The U.S. is intent on compelling China to play by the same market-economy rules as its industrialized, largely democratic counterparts. Foreign firms have long complained of an uneven playing field in China created by barriers to access, state subsidies for domestic firms, weak intellectual property protections and forced technology transfers.
Yet, by going it alone in confronting China and demanding the transformation of its economy as a condition of any deal, Washington is unlikely to succeed, despite its herculean effort with tariffs, investment restrictions, export controls and other means of exerting pressure on the middle kingdom.
Why is that? Adhering to Washington’s demands would force Beijing to discard key elements of its model critical to the Chinese Communist Party’s exercise of power. Surrendering its “guiding” role in the economy would go against Chinese President Xi Jinping’s efforts to consolidate party leadership over all aspects of Chinese society.
Moreover, Xi’s takeaway from the 2008 financial crisis — which China terms the “U.S. financial crisis,” as it stemmed from the subprime mortgage debacle — is that the U.S. market-based economy may not be the end of history as far as economic models go.
U.S. pressure has only reinforced Xi’s belief that China’s model is the right one for his one-party state: It seems only natural to him that the traditional hegemon threatened by an emerging power would seek to thwart its rise.
Major Chinese concessions are not coming. Xi’s May visit to a monument honoring the Communist Party’s years-long resistance and ultimate victory over the Nationalists (the Long March of 1934-1936) with top Chinese negotiator and Vice Premier Liu He is Xi’s answer to Trump’s pressure campaign. He can wait another 17 months, or if need be, another five-and-a-half years, to deal with the next U.S. president.
With neither side wielding enough power to force the other to concede, and with both sides hardening, the U.S.-China economic confrontation is likely to play out in one form or another for years to come. China will refuse to fully comply with the market-economy rules by which the U.S. and other industrialized economies operate.
So what must the U.S. do to ultimately succeed? Something entirely American: Start competing. At home, this means getting the house in order: less time spent strategizing on ways to unilaterally change China and more energy spent laying the foundations for the next great wave of U.S. innovation and industrial growth. If the U.S. can’t get China to fully abide by its rules, reinvent the game.

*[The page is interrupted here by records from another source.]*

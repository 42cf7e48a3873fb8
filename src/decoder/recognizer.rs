//! Statistical ITF recognizer
//!
//! Every iteration averages a random bundle of left-to-right scanlines, crops
//! the quiet zones, and tries two binarizations of the result: k-means first,
//! then a randomized quantile threshold followed by a median filter. Each
//! successful decode casts one vote; the code with most votes wins.

use super::segments::decode_line;
use crate::debug::{TraceImage, debug_trace_path};
use crate::error::{ItfError, Result};
use crate::models::{Code, Point};
use crate::utils::binarization::{
    intensity_binarize, median_filter, quantile_threshold, threshold_binarize,
};
use crate::utils::raster::Raster;
use crate::utils::sampling::{LineAccumulator, scan_line};
use rand::Rng;
use std::collections::BTreeMap;
use tracing::{debug, trace, warn};

/// Smallest raster side the recognizer accepts
pub const MIN_RASTER_SIDE: usize = 5;

/// Scanline bundle size bound at iteration 0, widened by one every 4 iterations
const BASE_LINE_COUNT: u32 = 16;

/// Reusable per-call buffers
#[derive(Default)]
struct ScanBuffers {
    scan: Vec<u8>,
    line: Vec<u8>,
    accumulator: LineAccumulator,
}

/// Interleaved 2 of 5 recognizer over a rectified barcode raster
///
/// The raster must contain one symbol running left to right across most of
/// its width.
///
/// Scanlines of one bundle can differ in length by a sample; each position
/// of the averaged line is divided by the number of lines that reached it,
/// not by the bundle size.
///
/// Rasters only a few rows tall (under about 12) give averaging little to
/// work with. On pure noise they yield a spurious code in a few percent of
/// calls; taller rasters do not.
pub struct Recognizer<'a, R: Raster + ?Sized> {
    raster: &'a R,
}

impl<'a, R: Raster + ?Sized> Recognizer<'a, R> {
    /// Create a recognizer; fails for rasters smaller than 5x5
    pub fn new(raster: &'a R) -> Result<Self> {
        let (width, height) = (raster.width(), raster.height());
        if width < MIN_RASTER_SIDE || height < MIN_RASTER_SIDE {
            return Err(ItfError::RasterTooSmall { width, height });
        }
        Ok(Self { raster })
    }

    /// Recognize using the thread-local random generator
    ///
    /// See [`Recognizer::recognize_with_rng`].
    pub fn recognize(&self, min_iterations: u32, max_iterations: u32) -> Code {
        self.recognize_with_rng(min_iterations, max_iterations, &mut rand::rng())
    }

    /// Recognize with an explicit random source
    ///
    /// Runs at least `min_iterations` iterations, and keeps going up to
    /// `max_iterations` while no iteration has decoded anything. Returns the
    /// most voted code, or an empty code if nothing decoded. Among codes with
    /// equal votes the lexicographically smallest wins.
    ///
    /// # Panics
    /// Panics unless `0 < min_iterations <= max_iterations`.
    pub fn recognize_with_rng<G: Rng + ?Sized>(
        &self,
        min_iterations: u32,
        max_iterations: u32,
        rng: &mut G,
    ) -> Code {
        assert!(
            min_iterations > 0 && min_iterations <= max_iterations,
            "iteration bounds must satisfy 0 < min <= max, got {min_iterations}..{max_iterations}"
        );

        let mut votes: BTreeMap<Code, u32> = BTreeMap::new();
        let mut buffers = ScanBuffers::default();
        let mut trace_image = debug_trace_path().map(|_| TraceImage::new(max_iterations));

        let mut i = 0u32;
        while i < min_iterations || (i < max_iterations && votes.is_empty()) {
            if let Some(code) = self.iterate(i, rng, &mut buffers, trace_image.as_mut()) {
                *votes.entry(code).or_insert(0) += 1;
            }
            i += 1;
        }

        if let (Some(image), Some(path)) = (&trace_image, debug_trace_path()) {
            if let Err(err) = image.save(path) {
                warn!(path = %path.display(), %err, "failed to write recognition trace");
            }
        }

        let result = elect(&votes);
        debug!(
            iterations = i,
            candidates = votes.len(),
            code = %result,
            "recognition finished"
        );
        result
    }

    /// One sampling/decoding round; `Some` casts a vote
    fn iterate<G: Rng + ?Sized>(
        &self,
        iteration: u32,
        rng: &mut G,
        buffers: &mut ScanBuffers,
        mut trace_image: Option<&mut TraceImage>,
    ) -> Option<Code> {
        let line_count = rng.random_range(1..BASE_LINE_COUNT + iteration / 4);
        self.average_scanlines(line_count, rng, buffers);
        if let Some(image) = trace_image.as_deref_mut() {
            image.gray_row(iteration as usize, &buffers.line);
        }

        let line = &mut buffers.line;
        crop_line(line);
        if line.is_empty() {
            trace!(iteration, "crop consumed the whole scanline");
            return None;
        }

        let code = decode_line(&intensity_binarize(line));
        if !code.is_empty() {
            debug!(iteration, line_count, code = %code, "decoded with k-means binarization");
            return Some(code);
        }

        // Print defects erode black more often than white, so the dark share
        // is drawn from [50%, 70%).
        let percent = rng.random_range(50..70);
        let threshold = quantile_threshold(line, percent);
        let mut binary = threshold_binarize(line, threshold);
        let window = 3 + 2 * rng.random_range(0..3usize);
        median_filter(&mut binary, window);
        if let Some(image) = trace_image {
            image.binary_row(iteration as usize, &binary);
        }

        let code = decode_line(&binary);
        if code.is_empty() {
            trace!(iteration, percent, window, "threshold binarization failed");
            None
        } else {
            debug!(iteration, percent, window, code = %code, "decoded with threshold binarization");
            Some(code)
        }
    }

    /// Average `line_count` random left-edge to right-edge scanlines
    fn average_scanlines<G: Rng + ?Sized>(&self, line_count: u32, rng: &mut G, buffers: &mut ScanBuffers) {
        let width = self.raster.width();
        let height = self.raster.height();

        buffers.accumulator.clear();
        for _ in 0..line_count {
            let start = Point::new(0.0, rng.random_range(0..height) as f32);
            let end = Point::new((width - 1) as f32, rng.random_range(0..height) as f32);
            let step = 0.5 * start.distance(&end) / width as f32;
            scan_line(self.raster, start, end, step, &mut buffers.scan);
            buffers.accumulator.add(&buffers.scan);
        }
        buffers.accumulator.average_into(&mut buffers.line);
    }
}

/// Strip the light runs at both ends of a scanline
///
/// Empties the line if nothing dark remains.
pub fn crop_line(line: &mut Vec<u8>) {
    let binary = intensity_binarize(line);
    let left = binary.iter().take_while(|&&v| v == 1).count();
    let right = binary.iter().rev().take_while(|&&v| v == 1).count();

    if left + right >= line.len() {
        line.clear();
    } else {
        line.truncate(line.len() - right);
        line.drain(..left);
    }
}

/// Most voted code; ties go to the smallest code
fn elect(votes: &BTreeMap<Code, u32>) -> Code {
    let mut best: Option<(&Code, u32)> = None;
    for (code, &count) in votes {
        if best.is_none_or(|(_, max)| count > max) {
            best = Some((code, count));
        }
    }
    best.map(|(code, _)| code.clone()).unwrap_or_default()
}
//! End-to-end recognition tests
//!
//! Codes are rendered with the crate's own bar renderer, degraded with
//! seeded noise, shading, blur and shear, and recognized again. A separate
//! check runs pure-noise rasters to make sure nothing is ever decoded from
//! them.

use image::{GrayImage, Luma};
use itf_barcode::tools::render_bars;
use itf_barcode::{Bar, BarSequence, Code, Recognizer, RecognizerConfig, Thickness, recognize_batch};
use rand::{Rng, SeedableRng};
use rand_chacha::ChaCha8Rng;

fn code(digits: &str) -> Code {
    digits.parse().expect("digits")
}

/// Bars printed by the legacy generator, with thin and thick swapped
fn inverted_bars(code: &Code) -> BarSequence {
    code.bars()
        .iter()
        .map(|bar| {
            let thickness = if bar.is_thick() {
                Thickness::Thin
            } else {
                Thickness::Thick
            };
            Bar::new(thickness, bar.color())
        })
        .collect()
}

fn add_noise(image: &mut GrayImage, amplitude: i32, rng: &mut ChaCha8Rng) {
    for pixel in image.pixels_mut() {
        let v = pixel[0] as i32 + rng.random_range(-amplitude..=amplitude);
        pixel[0] = v.clamp(0, 255) as u8;
    }
}

/// Uneven illumination: darken linearly from left to right
fn add_shading(image: &mut GrayImage, max_darkening: f32) {
    let width = image.width() as f32;
    for (x, _, pixel) in image.enumerate_pixels_mut() {
        let factor = 1.0 - max_darkening * x as f32 / width;
        pixel[0] = (pixel[0] as f32 * factor) as u8;
    }
}

/// Shift every row right by `slope * y` pixels, approximating a slight rotation
fn shear(image: &GrayImage, slope: f32) -> GrayImage {
    let (width, height) = image.dimensions();
    let mut out = GrayImage::from_pixel(width, height, Luma([255]));
    for y in 0..height {
        let shift = (slope * y as f32).round() as i64;
        for x in 0..width {
            let src = x as i64 - shift;
            if (0..width as i64).contains(&src) {
                out.put_pixel(x, y, *image.get_pixel(src as u32, y));
            }
        }
    }
    out
}

#[test]
fn test_noise_free_round_trip_in_one_iteration() {
    for (i, digits) in ["00", "12", "5050", "24681357", "0123456789", "99887766554433"]
        .iter()
        .enumerate()
    {
        let expected = code(digits);
        let image = render_bars(&expected.bars(), 2, 32);
        let recognizer = Recognizer::new(&image).expect("raster");
        let mut rng = ChaCha8Rng::seed_from_u64(i as u64);
        assert_eq!(recognizer.recognize_with_rng(1, 1, &mut rng), expected, "{digits}");
    }
}

#[test]
fn test_checksummed_code_round_trip() {
    let mut expected = code("20100917");
    expected.add_mod10_check_sum();
    assert_eq!(expected.size() % 2, 0);

    let image = render_bars(&expected.bars(), 3, 40);
    let recognizer = Recognizer::new(&image).expect("raster");
    let mut rng = ChaCha8Rng::seed_from_u64(11);
    let found = recognizer.recognize_with_rng(4, 64, &mut rng);
    assert_eq!(found, expected);
    assert_eq!(found.mod10_check_sum(), 0);
}

#[test]
fn test_legacy_inverted_print() {
    let expected = code("73501246");
    let image = render_bars(&inverted_bars(&expected), 2, 32);
    let recognizer = Recognizer::new(&image).expect("raster");
    let mut rng = ChaCha8Rng::seed_from_u64(3);
    assert_eq!(recognizer.recognize_with_rng(4, 64, &mut rng), expected);
}

#[test]
fn test_noisy_shaded_scan() {
    let expected = code("4006381333");
    let mut rng = ChaCha8Rng::seed_from_u64(2024);
    let mut image = render_bars(&expected.bars(), 3, 48);
    add_shading(&mut image, 0.3);
    add_noise(&mut image, 60, &mut rng);

    let recognizer = Recognizer::new(&image).expect("raster");
    assert_eq!(recognizer.recognize_with_rng(16, 256, &mut rng), expected);
}

#[test]
fn test_blurred_sheared_scan() {
    let expected = code("31337420");
    let mut rng = ChaCha8Rng::seed_from_u64(77);
    let image = render_bars(&expected.bars(), 4, 40);
    let image = image::imageops::blur(&image, 1.0);
    let mut image = shear(&image, 0.05);
    add_noise(&mut image, 30, &mut rng);

    let recognizer = Recognizer::new(&image).expect("raster");
    assert_eq!(recognizer.recognize_with_rng(16, 256, &mut rng), expected);
}

fn noise_raster(width: u32, height: u32, rng: &mut ChaCha8Rng) -> GrayImage {
    let mut image = GrayImage::new(width, height);
    for pixel in image.pixels_mut() {
        pixel[0] = rng.random();
    }
    image
}

#[test]
fn test_noise_never_decodes() {
    for seed in 0..120u64 {
        let mut rng = ChaCha8Rng::seed_from_u64(seed);
        let width = rng.random_range(20..400);
        let height = rng.random_range(12..60);
        let image = noise_raster(width, height, &mut rng);
        let recognizer = Recognizer::new(&image).expect("raster");
        let found = recognizer.recognize_with_rng(4, 16, &mut rng);
        assert!(found.is_empty(), "seed {seed} {width}x{height} decoded {found}");
    }
}

#[test]
fn test_noise_on_short_rasters_rarely_decodes() {
    let mut false_positives = 0;
    for seed in 1000..1100u64 {
        let mut rng = ChaCha8Rng::seed_from_u64(seed);
        let width = rng.random_range(20..400);
        let height = rng.random_range(5..=8);
        let image = noise_raster(width, height, &mut rng);
        let recognizer = Recognizer::new(&image).expect("raster");
        if !recognizer.recognize_with_rng(4, 16, &mut rng).is_empty() {
            false_positives += 1;
        }
    }
    assert!(false_positives <= 5, "{false_positives} of 100 short noise rasters decoded");
}

#[test]
fn test_batch_matches_sequential_seeds() {
    let codes: Vec<Code> = ["1029", "384756", "55"].iter().map(|d| code(d)).collect();
    let images: Vec<GrayImage> = codes
        .iter()
        .map(|c| render_bars(&c.bars(), 2, 24))
        .collect();

    let config = RecognizerConfig::new(2, 32);
    let results = recognize_batch(&images, &config, 500);
    for (i, (result, image)) in results.iter().zip(&images).enumerate() {
        let mut rng = ChaCha8Rng::seed_from_u64(500 + i as u64);
        let sequential = Recognizer::new(image)
            .expect("raster")
            .recognize_with_rng(config.min_iterations, config.max_iterations, &mut rng);
        assert_eq!(result.as_ref().expect("batch result"), &sequential);
        assert_eq!(&sequential, &codes[i]);
    }
}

We already know what this takes:
- significantly increased funding for research and development and next-generation science and technology;
- revamping crumbling 20th-century infrastructure, both physical and technological;
- more investing in education (including private-sector, skills-based education and technical and vocational schools);
- attracting top global talent to build, create and invest in the U.S.; and
- retaining the U.S. edge in innovation by building the industries of the future even while finding novel ways to protect intellectual property and know-how.
Abroad, competing means building interest-based coalitions that reinforce global adherence to market-economy rules. Coordinated pressure remains the most effective means to compel Beijing to modify its behavior (if not its economic model) and accelerate its own reforms.
A vehicle tailor-made for this purpose already exists: the Trans-Pacific Partnership, a group of powerful industrialized economies that adhere to market rules and that increasingly trade, invest and innovate with each other. It’s time for the U.S. to rejoin this group.
Partisan gridlock is no longer a viable excuse to refrain from doing what is necessary to strengthen American competitiveness. There is broad bipartisan consensus to respond to the China challenge and to ensure more working American families are positioned to succeed in our 21st-century economy.
The political will is there if correctly focused. It is up to the U.S. to constructively redirect focus from changing China to revitalizing itself.
Meredith Sumpter is head of research strategy at Eurasia Group and a former U.S. diplomat and analyst who served in China.